● **PROBLEM DETAILS**: For each line of the material, write out an exact copy.

● **MATERIAL FOR THIS TASK**:
⁂
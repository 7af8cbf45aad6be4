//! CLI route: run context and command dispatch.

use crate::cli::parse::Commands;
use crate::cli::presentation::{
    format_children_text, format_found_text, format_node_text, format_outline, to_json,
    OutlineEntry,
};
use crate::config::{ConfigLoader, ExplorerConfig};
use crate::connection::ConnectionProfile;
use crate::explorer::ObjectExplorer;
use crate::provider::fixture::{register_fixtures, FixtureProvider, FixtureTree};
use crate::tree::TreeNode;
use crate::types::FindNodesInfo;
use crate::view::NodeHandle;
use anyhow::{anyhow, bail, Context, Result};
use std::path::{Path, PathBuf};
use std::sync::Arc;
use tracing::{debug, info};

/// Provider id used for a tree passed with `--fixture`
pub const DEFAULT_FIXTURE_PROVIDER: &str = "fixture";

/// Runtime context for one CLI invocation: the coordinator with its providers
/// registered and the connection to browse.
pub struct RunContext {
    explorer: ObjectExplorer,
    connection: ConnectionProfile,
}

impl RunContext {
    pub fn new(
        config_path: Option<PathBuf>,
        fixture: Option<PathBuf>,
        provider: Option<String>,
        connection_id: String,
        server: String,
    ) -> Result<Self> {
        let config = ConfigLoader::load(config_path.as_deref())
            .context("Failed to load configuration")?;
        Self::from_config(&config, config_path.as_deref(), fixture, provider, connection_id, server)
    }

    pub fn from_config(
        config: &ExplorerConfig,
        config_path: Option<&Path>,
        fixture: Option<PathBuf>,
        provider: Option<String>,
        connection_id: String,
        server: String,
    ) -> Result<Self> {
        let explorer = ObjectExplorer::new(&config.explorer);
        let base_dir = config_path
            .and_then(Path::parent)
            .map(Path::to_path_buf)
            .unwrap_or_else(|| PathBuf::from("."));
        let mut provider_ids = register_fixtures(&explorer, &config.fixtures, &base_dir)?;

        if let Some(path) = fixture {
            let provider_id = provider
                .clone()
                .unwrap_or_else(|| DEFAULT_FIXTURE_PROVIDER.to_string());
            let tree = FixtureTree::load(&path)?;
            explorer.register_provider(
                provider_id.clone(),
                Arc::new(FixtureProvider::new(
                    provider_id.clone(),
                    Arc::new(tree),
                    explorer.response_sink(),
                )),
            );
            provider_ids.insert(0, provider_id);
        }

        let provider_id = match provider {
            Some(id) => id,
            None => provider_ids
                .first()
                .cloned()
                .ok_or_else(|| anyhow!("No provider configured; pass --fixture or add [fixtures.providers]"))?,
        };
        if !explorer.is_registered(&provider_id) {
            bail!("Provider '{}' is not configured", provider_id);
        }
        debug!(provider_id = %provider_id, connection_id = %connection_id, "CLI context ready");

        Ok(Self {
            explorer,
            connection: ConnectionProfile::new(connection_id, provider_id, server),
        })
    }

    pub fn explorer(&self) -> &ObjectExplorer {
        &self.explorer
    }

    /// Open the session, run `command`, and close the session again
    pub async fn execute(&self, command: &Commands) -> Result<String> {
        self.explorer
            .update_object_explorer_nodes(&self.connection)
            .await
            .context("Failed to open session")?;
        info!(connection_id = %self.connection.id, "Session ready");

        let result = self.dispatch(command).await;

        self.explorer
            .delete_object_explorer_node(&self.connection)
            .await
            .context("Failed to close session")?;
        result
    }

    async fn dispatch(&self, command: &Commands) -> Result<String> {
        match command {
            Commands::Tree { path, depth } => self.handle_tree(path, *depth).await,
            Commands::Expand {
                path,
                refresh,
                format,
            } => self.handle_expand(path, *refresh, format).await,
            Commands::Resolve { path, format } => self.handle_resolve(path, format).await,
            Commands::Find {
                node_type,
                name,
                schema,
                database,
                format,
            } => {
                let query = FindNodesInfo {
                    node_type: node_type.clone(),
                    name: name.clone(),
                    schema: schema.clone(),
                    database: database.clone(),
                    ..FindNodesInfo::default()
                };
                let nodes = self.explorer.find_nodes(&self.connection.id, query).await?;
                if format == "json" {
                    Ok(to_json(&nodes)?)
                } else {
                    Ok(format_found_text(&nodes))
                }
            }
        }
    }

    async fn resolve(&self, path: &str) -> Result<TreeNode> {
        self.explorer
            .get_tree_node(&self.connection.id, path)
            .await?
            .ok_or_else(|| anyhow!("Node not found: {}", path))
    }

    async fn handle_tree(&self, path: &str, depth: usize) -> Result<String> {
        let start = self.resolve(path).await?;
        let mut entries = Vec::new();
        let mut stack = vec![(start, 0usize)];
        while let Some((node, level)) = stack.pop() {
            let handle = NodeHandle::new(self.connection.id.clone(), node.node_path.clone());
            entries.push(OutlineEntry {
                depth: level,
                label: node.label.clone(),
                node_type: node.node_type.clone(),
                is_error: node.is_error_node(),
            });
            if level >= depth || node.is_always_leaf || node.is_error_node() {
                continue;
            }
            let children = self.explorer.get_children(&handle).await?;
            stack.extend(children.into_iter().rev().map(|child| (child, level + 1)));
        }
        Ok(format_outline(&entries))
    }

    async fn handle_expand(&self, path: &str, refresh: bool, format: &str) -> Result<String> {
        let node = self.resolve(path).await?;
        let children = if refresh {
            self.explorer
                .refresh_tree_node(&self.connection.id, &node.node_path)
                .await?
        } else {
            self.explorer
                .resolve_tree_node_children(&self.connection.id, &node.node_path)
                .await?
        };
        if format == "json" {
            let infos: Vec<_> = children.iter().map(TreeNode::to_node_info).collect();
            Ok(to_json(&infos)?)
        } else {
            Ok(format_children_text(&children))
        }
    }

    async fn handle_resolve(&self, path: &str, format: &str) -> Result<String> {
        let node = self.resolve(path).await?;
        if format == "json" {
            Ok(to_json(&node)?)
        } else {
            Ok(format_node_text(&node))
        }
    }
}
⁂
● **ANSWER SECTION**:
repository 7af8cbf45aad6be4
//! CLI route: run context and command dispatch.

use crate::cli::parse::Commands;
use crate::cli::presentation::{
    format_children_text, format_found_text, format_node_text, format_outline, to_json,
    OutlineEntry,
};
use crate::config::{ConfigLoader, ExplorerConfig};
use crate::connection::ConnectionProfile;
use crate::explorer::ObjectExplorer;
use crate::provider::fixture::{register_fixtures, FixtureProvider, FixtureTree};
use crate::tree::TreeNode;
use crate::types::FindNodesInfo;
use crate::view::NodeHandle;
use anyhow::{anyhow, bail, Context, Result};
use std::path::{Path, PathBuf};
use std::sync::Arc;
use tracing::{debug, info};

/// Provider id used for a tree passed with `--fixture`
pub const DEFAULT_FIXTURE_PROVIDER: &str = "fixture";

/// Runtime context for one CLI invocation: the coordinator with its providers
/// registered and the connection to browse.
pub struct RunContext {
    explorer: ObjectExplorer,
    connection: ConnectionProfile,
}

impl RunContext {
    pub fn new(
        config_path: Option<PathBuf>,
        fixture: Option<PathBuf>,
        provider: Option<String>,
        connection_id: String,
        server: String,
    ) -> Result<Self> {
        let config = ConfigLoader::load(config_path.as_deref())
            .context("Failed to load configuration")?;
        Self::from_config(&config, config_path.as_deref(), fixture, provider, connection_id, server)
    }

    pub fn from_config(
        config: &ExplorerConfig,
        config_path: Option<&Path>,
        fixture: Option<PathBuf>,
        provider: Option<String>,
        connection_id: String,
        server: String,
    ) -> Result<Self> {
        let explorer = ObjectExplorer::new(&config.explorer);
        let base_dir = config_path
            .and_then(Path::parent)
            .map(Path::to_path_buf)
            .unwrap_or_else(|| PathBuf::from("."));
        let mut provider_ids = register_fixtures(&explorer, &config.fixtures, &base_dir)?;

        if let Some(path) = fixture {
            let provider_id = provider
                .clone()
                .unwrap_or_else(|| DEFAULT_FIXTURE_PROVIDER.to_string());
            let tree = FixtureTree::load(&path)?;
            explorer.register_provider(
                provider_id.clone(),
                Arc::new(FixtureProvider::new(
                    provider_id.clone(),
                    Arc::new(tree),
                    explorer.response_sink(),
                )),
            );
            provider_ids.insert(0, provider_id);
        }

        let provider_id = match provider {
            Some(id) => id,
            None => provider_ids
                .first()
                .cloned()
                .ok_or_else(|| anyhow!("No provider configured; pass --fixture or add [fixtures.providers]"))?,
        };
        if !explorer.is_registered(&provider_id) {
            bail!("Provider '{}' is not configured", provider_id);
        }
        debug!(provider_id = %provider_id, connection_id = %connection_id, "CLI context ready");

        Ok(Self {
            explorer,
            connection: ConnectionProfile::new(connection_id, provider_id, server),
        })
    }

    pub fn explorer(&self) -> &ObjectExplorer {
        &self.explorer
    }

    /// Open the session, run `command`, and close the session again
    pub async fn execute(&self, command: &Commands) -> Result<String> {
        self.explorer
            .update_object_explorer_nodes(&self.connection)
            .await
            .context("Failed to open session")?;
        info!(connection_id = %self.connection.id, "Session ready");

        let result = self.dispatch(command).await;

        self.explorer
            .delete_object_explorer_node(&self.connection)
            .await
            .context("Failed to close session")?;
        result
    }

    async fn dispatch(&self, command: &Commands) -> Result<String> {
        match command {
            Commands::Tree { path, depth } => self.handle_tree(path, *depth).await,
            Commands::Expand {
                path,
                refresh,
                format,
            } => self.handle_expand(path, *refresh, format).await,
            Commands::Resolve { path, format } => self.handle_resolve(path, format).await,
            Commands::Find {
                node_type,
                name,
                schema,
                database,
                format,
            } => {
                let query = FindNodesInfo {
                    node_type: node_type.clone(),
                    name: name.clone(),
                    schema: schema.clone(),
                    database: database.clone(),
                    ..FindNodesInfo::default()
                };
                let nodes = self.explorer.find_nodes(&self.connection.id, query).await?;
                if format == "json" {
                    Ok(to_json(&nodes)?)
                } else {
                    Ok(format_found_text(&nodes))
                }
            }
        }
    }

    async fn resolve(&self, path: &str) -> Result<TreeNode> {
        self.explorer
            .get_tree_node(&self.connection.id, path)
            .await?
            .ok_or_else(|| anyhow!("Node not found: {}", path))
    }

    async fn handle_tree(&self, path: &str, depth: usize) -> Result<String> {
        let start = self.resolve(path).await?;
        let mut entries = Vec::new();
        let mut stack = vec![(start, 0usize)];
        while let Some((node, level)) = stack.pop() {
            let handle = NodeHandle::new(self.connection.id.clone(), node.node_path.clone());
            entries.push(OutlineEntry {
                depth: level,
                label: node.label.clone(),
                node_type: node.node_type.clone(),
                is_error: node.is_error_node(),
            });
            if level >= depth || node.is_always_leaf || node.is_error_node() {
                continue;
            }
            let children = self.explorer.get_children(&handle).await?;
            stack.extend(children.into_iter().rev().map(|child| (child, level + 1)));
        }
        Ok(format_outline(&entries))
    }

    async fn handle_expand(&self, path: &str, refresh: bool, format: &str) -> Result<String> {
        let node = self.resolve(path).await?;
        let children = if refresh {
            self.explorer
                .refresh_tree_node(&self.connection.id, &node.node_path)
                .await?
        } else {
            self.explorer
                .resolve_tree_node_children(&self.connection.id, &node.node_path)
                .await?
        };
        if format == "json" {
            let infos: Vec<_> = children.iter().map(TreeNode::to_node_info).collect();
            Ok(to_json(&infos)?)
        } else {
            Ok(format_children_text(&children))
        }
    }

    async fn handle_resolve(&self, path: &str, format: &str) -> Result<String> {
        let node = self.resolve(path).await?;
        if format == "json" {
            Ok(to_json(&node)?)
        } else {
            Ok(format_node_text(&node))
        }
    }
}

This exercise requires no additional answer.